Data provided:
*****

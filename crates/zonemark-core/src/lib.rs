//! # zonemark-core
//!
//! Color-zone detection and header label resolution for spreadsheet grids.
//!
//! Cells painted with a "zone" color are clustered into 4-connected [`Zone`]s.
//! Cells painted with header colors become [`Label`]s of the zones they face,
//! found by walking left along each zone cell's row and up along its column.
//!
//! This crate provides:
//! - [`Sheet`] / [`Workbook`] - the colored grid read from a file
//! - [`ColorIndex`] - cells grouped by normalized [`ColorKey`]
//! - [`Palette`] - zone color plus one or more header [`ColorPair`]s
//! - [`build_zones`], [`LabelResolver`], [`merge_zones`] - the detection steps
//! - [`Session`] - sequencing of detection and manual edits
//!
//! ## Example
//!
//! ```rust
//! use zonemark_core::{ColorKey, ColorPair, Palette, Session, Sheet};
//!
//! let red = ColorKey::new(255, 0, 0);
//! let green = ColorKey::new(0, 255, 0);
//! let blue = ColorKey::new(0, 0, 255);
//!
//! let mut sheet = Sheet::new("Data");
//! sheet.set_cell(1, 2, "Q1", Some(blue));
//! sheet.set_cell(2, 1, "Sales", Some(green));
//! sheet.set_cell(2, 2, "42", Some(red));
//!
//! let mut session = Session::new(sheet);
//! session
//!     .configure(Palette::new(red, "data").with_pair(ColorPair::new(green, blue)))
//!     .unwrap();
//! assert_eq!(session.detect().unwrap(), 1);
//! assert_eq!(session.zones()[0].labels.len(), 2);
//! ```

pub mod address;
pub mod color;
pub mod error;
pub mod index;
pub mod label;
pub mod merge;
pub mod palette;
pub mod session;
pub mod sheet;
pub mod stats;
pub mod zone;

// Re-exports for convenience
pub use address::{column_to_letters, letters_to_column, CellAddress};
pub use color::{Color, ColorKey, ColorName};
pub use error::{Error, Result};
pub use index::{group_similar_colors, Cell, ColorGroup, ColorIndex, ColorSummary};
pub use label::{dedupe_labels, resolve_labels, ConsolidatedLabel, Direction, Label, LabelResolver};
pub use merge::{are_adjacent, merge_zones, merge_zones_until_stable};
pub use palette::{ColorPair, HeaderRole, Palette};
pub use session::{DetectionOptions, LabelPosition, ManualLabel, Session};
pub use sheet::{GridCell, Sheet, Workbook};
pub use stats::{LabelGroupStats, Statistics};
pub use zone::{build_zones, Bounds, Zone};

/// Maximum number of rows in a worksheet (Excel limit)
pub const MAX_ROWS: u32 = 1_048_576;

/// Maximum number of columns in a worksheet (Excel limit)
pub const MAX_COLS: u32 = 16_384;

*****

Search the entries for "Some" and show every line that has it.

Exercise response:
//! sheet.set_cell(1, 2, "Q1", Some(blue));
//! sheet.set_cell(2, 1, "Sales", Some(green));
//! sheet.set_cell(2, 2, "42", Some(red));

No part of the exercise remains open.